From Virginia to California, Democrats are trying to motivate voters as the expanded conservative majority on the court inches closer to limiting or overturning the right to terminate a pregnancy for the first time in nearly half a century. It is a glimpse into America’s shifting politics on abortion, which have typically energized conservatives more.

Terry McAuliffe, a Democrat and the former governor of Virginia who is running for a second term, was already airing TV ads about abortion before the court allowed Texas’ strict new law, which bans abortion after six weeks, to go into effect Wednesday. (Virginia bars governors from serving consecutive terms.)

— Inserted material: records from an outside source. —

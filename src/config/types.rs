//! The configuration structs that make up `AppConfig`, and their impls.
use std::{path::Path, time::Duration};

use figment::{
    providers::{Env, Format, Toml},
    Figment,
};
use lazy_regex::regex_captures;
use secrecy::{ExposeSecret, SecretString};
use serde::Deserialize;
use sqlx::{
    postgres::{PgConnectOptions, PgSslMode},
    ConnectOptions,
};
use strum_macros::AsRefStr;

use crate::config::{ConfigError, ConfigResult};

// ###################################
// ->   STRUCTS
// ###################################
#[derive(AsRefStr, Debug, Clone, Copy, PartialEq, Eq)]
pub enum Environment {
    Local,
    Production,
}

#[derive(Deserialize, Clone, Debug)]
pub struct AppConfig {
    pub net_config: NetConfig,
    pub db_config: DbConfig,
    #[serde(default)]
    pub store_backend: StoreBackend,
}

#[derive(Deserialize, Clone, Debug, PartialEq, Eq)]
pub struct NetConfig {
    pub host: [u8; 4],
    #[serde(default = "default_app_port")]
    pub app_port: u16,
}

#[derive(Deserialize, Clone, Debug)]
pub struct DbConfig {
    pub username: String,
    pub password: SecretString,
    pub port: u16,
    pub host: String,
    pub db_name: String,
    #[serde(default)]
    pub require_ssl: SslRequire,
    #[serde(default = "default_max_connections")]
    pub max_connections: u32,
    #[serde(default = "default_acquire_timeout_millis")]
    pub acquire_timeout_millis: u64,
}

#[derive(Deserialize, Clone, Copy, Debug, Default, PartialEq, Eq)]
pub enum SslRequire {
    #[default]
    Prefer,
    Require,
    Disable,
}

/// Which `SubscriberStore` implementation the application is built with.
#[derive(Deserialize, Clone, Copy, Debug, Default, PartialEq, Eq)]
#[serde(rename_all = "lowercase")]
pub enum StoreBackend {
    #[default]
    Postgres,
    Memory,
}

fn default_app_port() -> u16 {
    3003
}
fn default_max_connections() -> u32 {
    5
}
fn default_acquire_timeout_millis() -> u64 {
    500
}

// ###################################
// ->   IMPLs
// ###################################
impl AppConfig {
    /// Layers the config sources from lowest to highest priority:
    /// `base.toml`, `{environment}.toml`, `APP_*` env vars (`__` separates nested keys)
    /// and finally a bare `PORT` env var.
    pub fn figment(config_dir: &Path, environment: Environment) -> Figment {
        let environment_filename = format!("{}.toml", environment.as_ref().to_lowercase());

        Figment::new()
            .merge(Toml::file(config_dir.join("base.toml")))
            .merge(Toml::file(config_dir.join(environment_filename)))
            .merge(Env::prefixed("APP_").split("__"))
            .merge(
                Env::raw()
                    .only(&["port"])
                    .map(|_| "net_config.app_port".into()),
            )
    }

    pub fn load(config_dir: &Path, environment: Environment) -> ConfigResult<Self> {
        let mut config: AppConfig = Self::figment(config_dir, environment).extract()?;

        // In production the database is described by a single URL.
        if environment == Environment::Production {
            let production_db = std::env::var("DATABASE_URL")
                .map_err(|_| ConfigError::MissingEnv("DATABASE_URL"))?;
            config.db_config = DbConfig::try_from(production_db.as_str())?;
        }

        Ok(config)
    }
}

impl DbConfig {
    pub fn connection_options(&self) -> PgConnectOptions {
        // Don't try to use the '$HOME/.pgpass' file.
        PgConnectOptions::new_without_pgpass()
            .host(&self.host)
            .username(&self.username)
            .password(self.password.expose_secret())
            .port(self.port)
            .database(&self.db_name)
            .ssl_mode(self.require_ssl.into())
            .log_statements(tracing::log::LevelFilter::Trace)
    }

    pub fn acquire_timeout(&self) -> Duration {
        Duration::from_millis(self.acquire_timeout_millis)
    }
}

impl From<SslRequire> for PgSslMode {
    fn from(value: SslRequire) -> Self {
        match value {
            SslRequire::Require => PgSslMode::Require,
            SslRequire::Disable => PgSslMode::Disable,
            SslRequire::Prefer => PgSslMode::Prefer,
        }
    }
}

// ###################################
// ->   TRY FROMs
// ###################################
impl TryFrom<String> for Environment {
    type Error = ConfigError;

    fn try_from(value: String) -> Result<Self, Self::Error> {
        match value.to_ascii_lowercase().as_str() {
            "local" => Ok(Self::Local),
            "production" => Ok(Self::Production),
            _ => Err(Self::Error::StringToEnvironmentFail),
        }
    }
}

impl TryFrom<&str> for DbConfig {
    type Error = ConfigError;

    /// Parses `postgres://{username}:{password}@{host}:{port}/{database}?{options}`.
    /// Only the `sslmode` option is understood, everything else is ignored.
    fn try_from(value: &str) -> Result<Self, Self::Error> {
        let (_whole, username, password, host, port, db_name, query) = regex_captures!(
            r#"^postgres(?:ql)?:\/\/([^:]+):([^@]+)@([^:\/]+):(\d+)\/([^\s\/?]+)(\?[^\s]*)?$"#,
            value
        )
        .ok_or(ConfigError::StringToDbConfigFail)?;

        let port = port
            .parse::<u16>()
            .map_err(|_| ConfigError::StringToDbConfigFail)?;

        let require_ssl = query
            .trim_start_matches('?')
            .split(['&', ','])
            .filter_map(|pair| pair.split_once('='))
            .find(|(key, _)| *key == "sslmode")
            .map(|(_, mode)| match mode {
                "disable" => SslRequire::Disable,
                "require" => SslRequire::Require,
                _ => SslRequire::Prefer,
            })
            .unwrap_or_default();

        Ok(DbConfig {
            username: username.to_string(),
            password: SecretString::from(password.to_string()),
            port,
            host: host.to_string(),
            db_name: db_name.to_string(),
            require_ssl,
            max_connections: default_max_connections(),
            acquire_timeout_millis: default_acquire_timeout_millis(),
        })
    }
}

And now, he says the imminent threat to Roe v. Wade will help motivate Democrats to show up in November and return him to office to ensure that abortions remain legal.

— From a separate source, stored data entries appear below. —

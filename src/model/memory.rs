use async_trait::async_trait;
use chrono::Utc;
use tokio::sync::RwLock;

use super::{
    parse_id, NewSubscriber, StoreError, StoreResult, Subscriber, SubscriberName, SubscriberStore,
};

/// A `SubscriberStore` that keeps everything in process memory.
/// Records are kept in insertion order.
#[derive(Debug, Default)]
pub struct MemorySubscriberStore {
    records: RwLock<Vec<Subscriber>>,
}

impl MemorySubscriberStore {
    pub fn new() -> Self {
        Self::default()
    }
}

#[async_trait]
impl SubscriberStore for MemorySubscriberStore {
    async fn create(&self, subscriber: NewSubscriber) -> StoreResult<Subscriber> {
        let id = subscriber.resolve_id()?;
        let mut records = self.records.write().await;
        if records.iter().any(|rec| rec.id == id) {
            return Err(StoreError::DuplicateId(id));
        }

        let created = Subscriber {
            id,
            name: subscriber.name,
            subscribed_channel: subscriber.subscribed_channel,
            subscribed_date: Utc::now(),
        };
        records.push(created.clone());

        Ok(created)
    }

    async fn find_all(&self) -> StoreResult<Vec<Subscriber>> {
        Ok(self.records.read().await.clone())
    }

    async fn find_all_names(&self) -> StoreResult<Vec<SubscriberName>> {
        let records = self.records.read().await;
        Ok(records.iter().cloned().map(SubscriberName::from).collect())
    }

    async fn find_by_id(&self, id: &str) -> StoreResult<Option<Subscriber>> {
        let id = parse_id(id)?;
        let records = self.records.read().await;
        Ok(records.iter().find(|rec| rec.id == id).cloned())
    }

    async fn delete_by_id(&self, id: &str) -> StoreResult<Option<Subscriber>> {
        let id = parse_id(id)?;
        let mut records = self.records.write().await;
        let position = records.iter().position(|rec| rec.id == id);

        Ok(position.map(|idx| records.remove(idx)))
    }
}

“People have been talking about the end of abortion for years and years. Now it’s actually happening,” McAuliffe said. “That will get people to come out in droves. It will really motivate folks.”

The dog finally caught the car. Those who took women’s reproductive rights for granted – “nah, they would never actually overturn Roe v. Wade” – now know better and should be fearful of what other constitutional rights this Trump radical right-wing court is prepared to reverse.

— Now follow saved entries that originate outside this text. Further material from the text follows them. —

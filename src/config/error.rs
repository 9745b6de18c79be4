pub type ConfigResult<T> = core::result::Result<T, ConfigError>;

#[derive(Debug, thiserror::Error)]
pub enum ConfigError {
    #[error("failed to build the 'Environment' from the provided string.")]
    StringToEnvironmentFail,
    #[error("failed to parse 'DbConfig' from the provided string.")]
    StringToDbConfigFail,
    #[error("failed to read the environment variable '{0}'")]
    MissingEnv(&'static str),

    #[error("figment extraction error: {0}")]
    Figment(#[from] Box<figment::Error>),
}

impl From<figment::Error> for ConfigError {
    fn from(value: figment::Error) -> Self {
        ConfigError::Figment(Box::new(value))
    }
}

The mythical moderate from Maine, Wendy Whiner, er, Susan Collins, has repeatedly assured women she would never vote to confirm a supreme court justice who would vote to overturn Roe v. Wade. Collins has been in the Senate since 1997: she voted to confirm Alito (2006), Gorsuch (2017), Kavanaugh (2018), and Barrett (2020) – four of the five Justices who voted to nullify Roe v. Wade. She should submit her resignation from office today. She has been unmasked as a liar or a fool (she is both).

Democrats in Washington, who face stiff headwinds in defending their majorities in Congress in next year’s midterm elections, see a new opportunity to motivate voters who may have taken abortion rights for granted.

And Republicans are dealing with an unsettling new political landscape after having promised to outlaw abortions for decades to motivate their base.

Now that they got what they said that they wanted, what’s their motivation? More seditious insurrection?

Joshua Wilson, a political science professor at the University of Denver, said Republicans have had a “safe space” for years, because their vow to outlaw abortion was seen as an empty promise by both the left and the right as a result of the support for legal abortion during the previous Supreme Court regime.

Now, that safe space is gone.

Just like Republicans always cast themselves as “super patriots” and for “law and order,” wrapping themselves in the flag, then they engaged in a violent seditious insurrection against the U.S. government in a failed coup d’etat on January 6, injuring over 140 Capitol Police officers whom they brutally attacked that day as they sought to hang Vice President Mike Pence and kill members of Congress, including House Speaker Nancy Pelosi (in the line of succession). This lawless mob in no way are patriots, and they did not “back the blue” who stood in the way of their violent seditious insurrection. It was all just a lie.

Now that they have been unmasked,  that mythology is gone as well.

“Under Trump, the Supreme Court context changed dramatically. So suddenly you’re in this context where the court might roll back abortion rights,” Wilson said. “That makes the politics more dangerous for Republicans.”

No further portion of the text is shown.